• **Task data**
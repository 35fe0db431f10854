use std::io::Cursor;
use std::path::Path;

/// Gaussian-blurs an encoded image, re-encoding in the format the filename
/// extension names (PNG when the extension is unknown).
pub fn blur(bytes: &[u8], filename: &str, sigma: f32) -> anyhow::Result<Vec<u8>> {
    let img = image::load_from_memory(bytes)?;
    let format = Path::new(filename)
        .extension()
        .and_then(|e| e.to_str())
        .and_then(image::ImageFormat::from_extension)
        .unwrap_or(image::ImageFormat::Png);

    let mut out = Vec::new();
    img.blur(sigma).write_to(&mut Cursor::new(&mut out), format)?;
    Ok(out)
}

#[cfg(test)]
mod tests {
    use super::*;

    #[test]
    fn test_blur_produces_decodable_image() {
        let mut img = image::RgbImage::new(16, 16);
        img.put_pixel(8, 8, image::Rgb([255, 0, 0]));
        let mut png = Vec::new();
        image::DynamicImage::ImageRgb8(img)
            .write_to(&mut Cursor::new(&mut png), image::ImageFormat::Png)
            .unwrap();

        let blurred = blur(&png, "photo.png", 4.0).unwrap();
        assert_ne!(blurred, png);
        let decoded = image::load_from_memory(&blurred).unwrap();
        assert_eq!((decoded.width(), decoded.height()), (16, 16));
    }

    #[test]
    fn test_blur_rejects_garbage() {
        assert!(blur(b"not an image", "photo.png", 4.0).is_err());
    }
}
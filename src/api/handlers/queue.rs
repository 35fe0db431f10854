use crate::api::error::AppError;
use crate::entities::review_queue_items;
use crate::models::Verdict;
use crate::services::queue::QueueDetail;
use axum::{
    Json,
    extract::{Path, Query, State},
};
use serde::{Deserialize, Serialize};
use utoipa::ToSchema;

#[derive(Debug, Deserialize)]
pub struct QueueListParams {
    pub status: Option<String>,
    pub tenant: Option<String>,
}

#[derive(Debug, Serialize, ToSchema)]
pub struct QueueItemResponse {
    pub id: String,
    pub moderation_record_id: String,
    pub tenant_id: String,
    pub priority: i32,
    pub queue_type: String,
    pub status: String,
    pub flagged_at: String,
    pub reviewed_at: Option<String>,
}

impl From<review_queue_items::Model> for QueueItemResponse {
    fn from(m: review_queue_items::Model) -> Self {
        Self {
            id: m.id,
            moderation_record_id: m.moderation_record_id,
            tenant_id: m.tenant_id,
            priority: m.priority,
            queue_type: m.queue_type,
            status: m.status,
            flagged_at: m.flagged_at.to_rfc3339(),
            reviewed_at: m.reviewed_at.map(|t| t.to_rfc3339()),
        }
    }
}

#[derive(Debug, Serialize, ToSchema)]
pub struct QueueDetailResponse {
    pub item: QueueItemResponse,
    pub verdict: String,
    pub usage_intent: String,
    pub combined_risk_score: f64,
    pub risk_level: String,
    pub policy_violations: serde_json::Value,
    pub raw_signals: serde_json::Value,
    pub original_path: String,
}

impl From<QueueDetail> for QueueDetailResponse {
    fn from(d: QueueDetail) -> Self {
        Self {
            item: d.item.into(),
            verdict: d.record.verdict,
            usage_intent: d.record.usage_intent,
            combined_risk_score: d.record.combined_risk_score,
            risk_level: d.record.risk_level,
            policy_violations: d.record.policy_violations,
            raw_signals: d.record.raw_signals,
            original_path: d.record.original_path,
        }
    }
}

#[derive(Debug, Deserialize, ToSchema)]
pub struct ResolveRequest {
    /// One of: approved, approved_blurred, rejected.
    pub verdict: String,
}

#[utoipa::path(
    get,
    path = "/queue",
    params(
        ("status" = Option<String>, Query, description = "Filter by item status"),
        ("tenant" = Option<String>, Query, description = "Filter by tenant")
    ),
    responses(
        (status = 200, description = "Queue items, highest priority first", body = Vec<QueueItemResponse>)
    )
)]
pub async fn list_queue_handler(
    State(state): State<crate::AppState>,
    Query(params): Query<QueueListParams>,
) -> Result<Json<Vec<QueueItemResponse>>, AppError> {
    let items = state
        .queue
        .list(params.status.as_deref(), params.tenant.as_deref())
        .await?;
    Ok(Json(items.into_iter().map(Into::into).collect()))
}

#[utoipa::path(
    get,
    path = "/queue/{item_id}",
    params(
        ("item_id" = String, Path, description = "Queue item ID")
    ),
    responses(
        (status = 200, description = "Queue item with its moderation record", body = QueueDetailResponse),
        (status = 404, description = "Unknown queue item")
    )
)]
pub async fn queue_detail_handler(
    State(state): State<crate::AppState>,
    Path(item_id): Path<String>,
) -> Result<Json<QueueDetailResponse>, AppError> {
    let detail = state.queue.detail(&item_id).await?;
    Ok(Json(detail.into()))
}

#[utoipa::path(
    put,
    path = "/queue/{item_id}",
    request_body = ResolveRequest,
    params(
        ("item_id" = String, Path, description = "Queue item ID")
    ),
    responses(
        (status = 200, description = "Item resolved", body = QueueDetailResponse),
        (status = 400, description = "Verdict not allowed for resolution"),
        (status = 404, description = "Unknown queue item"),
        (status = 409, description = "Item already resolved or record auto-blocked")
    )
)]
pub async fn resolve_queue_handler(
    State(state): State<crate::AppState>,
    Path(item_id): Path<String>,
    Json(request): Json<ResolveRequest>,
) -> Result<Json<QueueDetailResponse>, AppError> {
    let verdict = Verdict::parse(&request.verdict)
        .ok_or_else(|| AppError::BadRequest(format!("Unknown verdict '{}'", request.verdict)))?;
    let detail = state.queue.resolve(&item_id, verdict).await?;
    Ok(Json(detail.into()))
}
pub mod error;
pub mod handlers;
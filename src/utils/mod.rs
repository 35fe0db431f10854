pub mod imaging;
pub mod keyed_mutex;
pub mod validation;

* * *

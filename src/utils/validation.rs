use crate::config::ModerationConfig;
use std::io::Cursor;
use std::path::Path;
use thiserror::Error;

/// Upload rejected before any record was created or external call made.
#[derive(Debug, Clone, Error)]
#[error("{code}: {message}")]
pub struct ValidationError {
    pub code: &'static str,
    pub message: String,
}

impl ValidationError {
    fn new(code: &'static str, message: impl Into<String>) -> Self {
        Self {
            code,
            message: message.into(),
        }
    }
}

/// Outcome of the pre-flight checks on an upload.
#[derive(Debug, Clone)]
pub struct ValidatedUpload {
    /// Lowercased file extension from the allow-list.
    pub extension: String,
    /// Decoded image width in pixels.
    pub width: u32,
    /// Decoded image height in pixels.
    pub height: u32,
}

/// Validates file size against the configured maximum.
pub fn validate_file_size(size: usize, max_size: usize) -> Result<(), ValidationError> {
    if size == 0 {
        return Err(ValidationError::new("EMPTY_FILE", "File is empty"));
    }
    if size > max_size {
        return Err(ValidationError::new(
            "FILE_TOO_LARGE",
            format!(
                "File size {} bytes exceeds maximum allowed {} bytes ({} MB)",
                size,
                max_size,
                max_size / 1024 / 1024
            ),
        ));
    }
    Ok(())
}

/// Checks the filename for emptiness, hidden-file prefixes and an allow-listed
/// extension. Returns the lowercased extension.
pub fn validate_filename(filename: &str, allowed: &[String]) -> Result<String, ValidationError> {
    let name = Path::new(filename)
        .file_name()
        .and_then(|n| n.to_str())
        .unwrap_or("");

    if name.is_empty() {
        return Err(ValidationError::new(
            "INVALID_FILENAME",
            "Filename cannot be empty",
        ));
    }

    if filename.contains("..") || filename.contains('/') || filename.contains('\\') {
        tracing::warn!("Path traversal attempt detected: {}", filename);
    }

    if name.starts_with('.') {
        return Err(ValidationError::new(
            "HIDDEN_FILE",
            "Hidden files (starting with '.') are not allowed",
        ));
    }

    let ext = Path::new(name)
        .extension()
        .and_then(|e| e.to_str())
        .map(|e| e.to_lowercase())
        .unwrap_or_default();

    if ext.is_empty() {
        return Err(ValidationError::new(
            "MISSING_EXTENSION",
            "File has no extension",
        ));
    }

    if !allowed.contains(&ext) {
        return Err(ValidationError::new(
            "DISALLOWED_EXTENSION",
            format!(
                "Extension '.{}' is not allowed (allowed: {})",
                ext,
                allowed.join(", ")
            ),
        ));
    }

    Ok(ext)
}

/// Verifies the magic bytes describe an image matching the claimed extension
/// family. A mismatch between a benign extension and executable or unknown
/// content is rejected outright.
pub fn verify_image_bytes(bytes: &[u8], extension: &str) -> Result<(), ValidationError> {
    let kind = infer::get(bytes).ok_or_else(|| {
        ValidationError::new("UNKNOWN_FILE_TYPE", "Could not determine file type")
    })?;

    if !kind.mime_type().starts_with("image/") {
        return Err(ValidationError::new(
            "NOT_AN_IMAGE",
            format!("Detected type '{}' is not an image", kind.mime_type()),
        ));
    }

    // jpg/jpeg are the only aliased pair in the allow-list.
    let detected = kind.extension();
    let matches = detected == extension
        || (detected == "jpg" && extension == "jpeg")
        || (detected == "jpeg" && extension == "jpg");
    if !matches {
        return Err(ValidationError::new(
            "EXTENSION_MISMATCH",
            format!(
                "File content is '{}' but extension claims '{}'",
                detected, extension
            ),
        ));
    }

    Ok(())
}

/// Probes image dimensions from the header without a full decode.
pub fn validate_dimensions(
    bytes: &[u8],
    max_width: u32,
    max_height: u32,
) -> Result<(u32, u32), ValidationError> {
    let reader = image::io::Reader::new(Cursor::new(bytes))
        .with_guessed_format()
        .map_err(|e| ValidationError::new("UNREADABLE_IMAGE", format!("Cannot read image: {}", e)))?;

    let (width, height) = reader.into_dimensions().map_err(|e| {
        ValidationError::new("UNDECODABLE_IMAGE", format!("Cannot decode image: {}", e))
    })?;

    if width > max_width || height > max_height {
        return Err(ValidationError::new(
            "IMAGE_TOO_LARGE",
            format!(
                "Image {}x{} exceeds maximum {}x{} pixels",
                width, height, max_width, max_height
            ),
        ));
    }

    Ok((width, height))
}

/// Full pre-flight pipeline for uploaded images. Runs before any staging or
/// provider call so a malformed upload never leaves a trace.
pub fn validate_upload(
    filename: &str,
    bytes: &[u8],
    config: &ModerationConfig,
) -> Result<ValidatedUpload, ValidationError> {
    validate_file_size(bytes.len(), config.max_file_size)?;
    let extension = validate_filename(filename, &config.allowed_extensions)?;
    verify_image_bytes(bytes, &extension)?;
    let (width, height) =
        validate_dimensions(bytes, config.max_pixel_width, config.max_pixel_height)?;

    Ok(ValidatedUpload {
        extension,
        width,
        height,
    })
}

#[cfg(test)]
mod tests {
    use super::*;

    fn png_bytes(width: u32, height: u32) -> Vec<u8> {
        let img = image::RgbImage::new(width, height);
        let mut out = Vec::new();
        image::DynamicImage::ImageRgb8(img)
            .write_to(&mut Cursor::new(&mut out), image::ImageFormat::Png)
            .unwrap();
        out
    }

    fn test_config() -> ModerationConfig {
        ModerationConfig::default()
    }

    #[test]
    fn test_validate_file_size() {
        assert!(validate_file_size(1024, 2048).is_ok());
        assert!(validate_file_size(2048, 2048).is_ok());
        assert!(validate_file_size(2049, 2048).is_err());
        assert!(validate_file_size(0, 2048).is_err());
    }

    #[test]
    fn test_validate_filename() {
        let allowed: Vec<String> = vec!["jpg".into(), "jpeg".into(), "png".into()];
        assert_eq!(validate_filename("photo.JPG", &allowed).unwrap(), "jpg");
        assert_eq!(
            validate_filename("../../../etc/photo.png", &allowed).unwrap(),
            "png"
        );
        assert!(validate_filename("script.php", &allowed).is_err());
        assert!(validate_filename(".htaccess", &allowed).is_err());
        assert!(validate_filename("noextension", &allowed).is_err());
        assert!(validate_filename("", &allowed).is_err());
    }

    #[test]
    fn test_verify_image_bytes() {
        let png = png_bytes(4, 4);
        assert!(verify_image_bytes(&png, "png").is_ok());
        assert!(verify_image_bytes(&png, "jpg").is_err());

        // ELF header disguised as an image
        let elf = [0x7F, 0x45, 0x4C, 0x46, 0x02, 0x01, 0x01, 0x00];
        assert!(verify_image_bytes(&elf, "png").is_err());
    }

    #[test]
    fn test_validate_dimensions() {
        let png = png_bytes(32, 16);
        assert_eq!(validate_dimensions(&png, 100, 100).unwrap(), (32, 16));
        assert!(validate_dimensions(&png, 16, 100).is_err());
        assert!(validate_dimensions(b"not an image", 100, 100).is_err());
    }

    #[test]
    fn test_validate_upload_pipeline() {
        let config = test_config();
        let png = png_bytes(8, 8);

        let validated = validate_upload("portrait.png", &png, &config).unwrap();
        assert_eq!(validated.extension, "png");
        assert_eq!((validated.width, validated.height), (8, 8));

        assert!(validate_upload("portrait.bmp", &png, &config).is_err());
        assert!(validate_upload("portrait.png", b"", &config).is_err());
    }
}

---

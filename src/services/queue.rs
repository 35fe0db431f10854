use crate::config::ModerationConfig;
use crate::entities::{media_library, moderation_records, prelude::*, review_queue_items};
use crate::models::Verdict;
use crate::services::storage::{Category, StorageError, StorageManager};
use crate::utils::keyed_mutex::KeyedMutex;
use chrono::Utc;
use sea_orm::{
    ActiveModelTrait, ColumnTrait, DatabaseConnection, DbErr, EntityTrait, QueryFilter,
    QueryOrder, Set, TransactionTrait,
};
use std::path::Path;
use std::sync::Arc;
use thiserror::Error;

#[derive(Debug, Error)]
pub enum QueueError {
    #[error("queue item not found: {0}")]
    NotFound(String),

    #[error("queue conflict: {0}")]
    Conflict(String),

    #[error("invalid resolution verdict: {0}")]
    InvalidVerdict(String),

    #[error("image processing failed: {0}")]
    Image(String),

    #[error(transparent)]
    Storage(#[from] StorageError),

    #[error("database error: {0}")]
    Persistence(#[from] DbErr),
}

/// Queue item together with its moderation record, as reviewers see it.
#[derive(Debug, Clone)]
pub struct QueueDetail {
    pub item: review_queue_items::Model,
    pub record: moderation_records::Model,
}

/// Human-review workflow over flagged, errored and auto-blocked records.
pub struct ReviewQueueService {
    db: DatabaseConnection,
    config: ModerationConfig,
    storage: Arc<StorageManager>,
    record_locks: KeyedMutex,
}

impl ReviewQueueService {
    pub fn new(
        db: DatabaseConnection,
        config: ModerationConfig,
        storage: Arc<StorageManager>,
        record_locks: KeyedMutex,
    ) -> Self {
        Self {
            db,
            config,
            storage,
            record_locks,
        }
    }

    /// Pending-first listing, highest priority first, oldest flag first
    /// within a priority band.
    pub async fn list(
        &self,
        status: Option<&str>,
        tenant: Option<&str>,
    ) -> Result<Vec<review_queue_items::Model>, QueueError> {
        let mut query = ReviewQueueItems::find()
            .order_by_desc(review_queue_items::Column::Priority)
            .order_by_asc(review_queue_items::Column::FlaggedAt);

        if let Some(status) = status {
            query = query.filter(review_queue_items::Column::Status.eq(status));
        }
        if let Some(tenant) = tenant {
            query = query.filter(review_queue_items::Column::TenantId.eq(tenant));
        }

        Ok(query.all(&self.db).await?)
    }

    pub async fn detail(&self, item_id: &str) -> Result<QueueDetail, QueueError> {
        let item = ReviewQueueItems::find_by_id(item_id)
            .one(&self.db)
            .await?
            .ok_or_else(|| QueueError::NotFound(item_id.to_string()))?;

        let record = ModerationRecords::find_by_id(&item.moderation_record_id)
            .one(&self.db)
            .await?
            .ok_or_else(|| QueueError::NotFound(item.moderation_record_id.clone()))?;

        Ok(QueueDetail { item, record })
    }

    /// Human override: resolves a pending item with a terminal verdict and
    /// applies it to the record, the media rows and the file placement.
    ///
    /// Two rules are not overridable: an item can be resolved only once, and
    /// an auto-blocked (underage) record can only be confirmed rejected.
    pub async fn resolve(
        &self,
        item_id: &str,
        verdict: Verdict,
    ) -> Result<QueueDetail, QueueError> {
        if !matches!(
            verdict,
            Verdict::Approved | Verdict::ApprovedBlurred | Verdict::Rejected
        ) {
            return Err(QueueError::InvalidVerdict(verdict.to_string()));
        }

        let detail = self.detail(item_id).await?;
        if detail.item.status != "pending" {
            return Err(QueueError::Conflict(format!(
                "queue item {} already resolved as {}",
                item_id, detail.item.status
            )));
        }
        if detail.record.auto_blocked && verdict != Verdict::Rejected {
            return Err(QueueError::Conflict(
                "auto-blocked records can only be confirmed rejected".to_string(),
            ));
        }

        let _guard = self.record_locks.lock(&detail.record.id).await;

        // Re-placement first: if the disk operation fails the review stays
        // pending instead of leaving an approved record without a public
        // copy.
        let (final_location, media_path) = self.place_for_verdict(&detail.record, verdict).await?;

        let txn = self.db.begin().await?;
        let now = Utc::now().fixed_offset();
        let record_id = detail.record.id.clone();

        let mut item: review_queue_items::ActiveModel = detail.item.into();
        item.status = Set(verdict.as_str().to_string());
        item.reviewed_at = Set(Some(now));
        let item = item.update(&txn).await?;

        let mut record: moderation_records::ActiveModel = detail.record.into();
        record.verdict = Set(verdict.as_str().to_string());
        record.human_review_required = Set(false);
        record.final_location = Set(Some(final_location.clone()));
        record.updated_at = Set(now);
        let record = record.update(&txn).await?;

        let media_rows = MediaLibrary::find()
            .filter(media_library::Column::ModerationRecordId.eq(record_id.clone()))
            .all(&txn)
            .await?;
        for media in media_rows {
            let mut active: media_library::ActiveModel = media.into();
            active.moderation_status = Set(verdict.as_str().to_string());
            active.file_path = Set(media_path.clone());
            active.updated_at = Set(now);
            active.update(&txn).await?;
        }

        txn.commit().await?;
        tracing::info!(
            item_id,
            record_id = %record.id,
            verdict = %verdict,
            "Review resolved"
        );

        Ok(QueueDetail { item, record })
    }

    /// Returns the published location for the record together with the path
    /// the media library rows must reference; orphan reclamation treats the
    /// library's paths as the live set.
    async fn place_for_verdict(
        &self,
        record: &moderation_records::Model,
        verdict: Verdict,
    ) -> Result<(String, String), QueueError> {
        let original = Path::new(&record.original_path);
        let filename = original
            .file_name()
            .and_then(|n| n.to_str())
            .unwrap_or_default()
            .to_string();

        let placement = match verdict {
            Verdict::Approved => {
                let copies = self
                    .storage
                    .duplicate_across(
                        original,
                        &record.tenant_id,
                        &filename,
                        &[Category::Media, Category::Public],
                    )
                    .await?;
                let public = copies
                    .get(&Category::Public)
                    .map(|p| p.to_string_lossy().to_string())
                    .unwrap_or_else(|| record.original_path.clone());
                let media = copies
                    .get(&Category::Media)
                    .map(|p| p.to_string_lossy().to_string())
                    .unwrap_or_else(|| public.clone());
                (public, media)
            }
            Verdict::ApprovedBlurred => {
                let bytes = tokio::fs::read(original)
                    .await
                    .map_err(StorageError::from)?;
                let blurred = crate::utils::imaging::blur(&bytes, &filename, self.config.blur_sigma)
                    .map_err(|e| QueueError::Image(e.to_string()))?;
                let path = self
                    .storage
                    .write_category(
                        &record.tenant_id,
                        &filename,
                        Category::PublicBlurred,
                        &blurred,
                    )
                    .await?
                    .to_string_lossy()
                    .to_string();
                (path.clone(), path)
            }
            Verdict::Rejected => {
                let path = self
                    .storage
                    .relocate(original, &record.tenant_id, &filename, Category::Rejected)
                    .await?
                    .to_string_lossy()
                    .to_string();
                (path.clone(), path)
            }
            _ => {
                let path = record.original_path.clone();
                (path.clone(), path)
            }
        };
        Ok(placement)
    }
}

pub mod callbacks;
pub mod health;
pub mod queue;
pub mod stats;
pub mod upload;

• **Requirement**
Where in the entries does the word "matches" occur? Copy out each line that has it.

• **Output for this task**
    let matches = detected == extension
    if !matches {
        if !matches!(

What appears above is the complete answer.